Апокалипсическая тема преображения действительности воплощается через мотивы обновления, пробуждения, зари и весны, «царственного пути» к «несказанному свету»: «И от вершин зубчатых леса // Забрежжит брачная заря» (« Я отрок, зажигаю свечи»), «Сумерки, сумерки вешние…// Отзвуки, песня далёкая…» («Сумерки, сумерки, вешние»). В поэзии А.Блока мотивы преображения легко прослеживаются через особое акустическое звучание поэзии. Там, где лирический герой ждет встречи с Прекрасной Дамой, все пространство наполнено «звучной тишиной», «тихим шумом», эхом, «неясный звуком невнятного моленья», обыденным бездуховным состоянием и как только появляется Прекрасная Дама – все вокруг наполняется зовом, призывом, «голосами миров иных», которые ассоциируются со словом Божьим в его пророческом видении и слушании.
Что касается характера выражения Софии в поэзии А.Белого, то, по мнению ученых, он формируется, следующим образом: «...у Белого он предстает прежде всего (в поэме «Христос Воскрес») в образе апокалипсической Жены, облеченной в Солнце <> А вот нечто подобного блоковской Прекрасной Даме, ее отсветам в образе родины и земных женщин в поэзии Белого, в сущности, нет. Только вслед за Блоком в стихотворении «Родина» (1909) и в поэме «Первое свидание» (1921) Белый увидит в России и в земной женщине отблеск, причем очень слабый, красоты Вечной Женственности, Но, в отличие от Блока, плотская, чувственная красота не столько вдохновляла, сколько раздражала поэта, вызывала неприязнь, принималась за бесовской соблазн» [16, с.11-15].
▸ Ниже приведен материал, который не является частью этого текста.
//! helio — live panel client for a networked embedded controller.
//!
//! Connects to the controller's WebSocket endpoint, mirrors its variable
//! tree, and keeps applying the patch stream until interrupted.

use log::info;

use helio_client::Session;
use helio_sync::{ChannelEvent, Connection, ConnectionConfig};

#[tokio::main]
async fn main() {
    env_logger::init();

    let url = std::env::args()
        .nth(1)
        .unwrap_or_else(|| "ws://controller.local/ws".to_string());
    info!("Starting helio against {url}...");

    let mut connection = Connection::spawn(ConnectionConfig::new(&url));
    let mut events = connection.take_event_rx().expect("fresh connection");
    let mut session = Session::new(connection);

    while let Some(event) = events.recv().await {
        let was_rendered = session.is_rendered();
        let is_close = matches!(event, ChannelEvent::Closed);
        session.handle_event(event);

        if !was_rendered && session.is_rendered() {
            info!(
                "snapshot rendered: {} variables, {} widgets, view {:?}",
                session.store().len(),
                session.view().node_count(),
                session.active_view()
            );
        }
        if is_close {
            info!("channel closed, awaiting reconnect");
        }
    }
}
Апокалипсическим знамением, возрождающим символом второго пришествия, ожиданием новых зорь входит в поэзию Андрея Белого Бирюзовая Вечность как символ Души Мира, Софии Премудрости Божией, Вечной Женственности, несущие в себе Благие преображающие силы, «знаки которых поэт самым острейшим способом пережил в своем внутреннем и мистическом опыте 1901 года» [12, с. 196]. Уже в первом стихотворении сборника «Золото в лазури» «Бальмонту» взаимодействие лирического героя с Вечностью показано как любовный акт. «Поэт» и бирюзовая Вечность едины. «С тобой, над тобою она, // ласкает, целует беззвучно»[4 , с.514]. Исследователи образа Софии в литературе Серебряного века усматривает в Премудрости-Софии прежде всего «творческое, зиждительное начало <...> интимнейший глубинный союз-брак Софии-Премудрости Божией и Слова, их сотрудничество вплоть до слиянности, ибо София — вечная невеста Слова Божия»[19, с. 211]. Два пространственных образа, возникающие в цикле, выражают разные мировые сферы: образ неба и океана трактуются как верхняя и нижняя бездны, которые должны объединиться в акте символического познания-творчества.
В этом стихотворении
присутствует несколько намеков
на такое символическое
В стихотворении «Закаты» возникает образ Мировой Души, несущей в себе божественный характер « и вновь летит // вдоль желтых нив волнение святое,// овсов шумит» [4, с.518]. Мотив «зари», заключающий в себе образ как утреннего, так и вечернего небесного зарева, несет в себе персонифицированное ожидание небесного явления и предвосхищает эпифанию Вечной женственности [23, с.239]. В первой части цикла возникает призыв к душе: «Душа смирись: средь пира золотого // скончался день» [4, с.518], отказаться от преображения мира, смириться с тем, что «нет ничего… И ничего не будет» [4, с.518], не верить в эсхатологические пророчества о новом пришествии Христа, «исчезнет мир, и Бог его забудет. // Чего ж ты ждешь?» [4, с.518].Но апокалипсической жаждой гибели старого мира и преображения, новой жизни наполнена душа лирического героя.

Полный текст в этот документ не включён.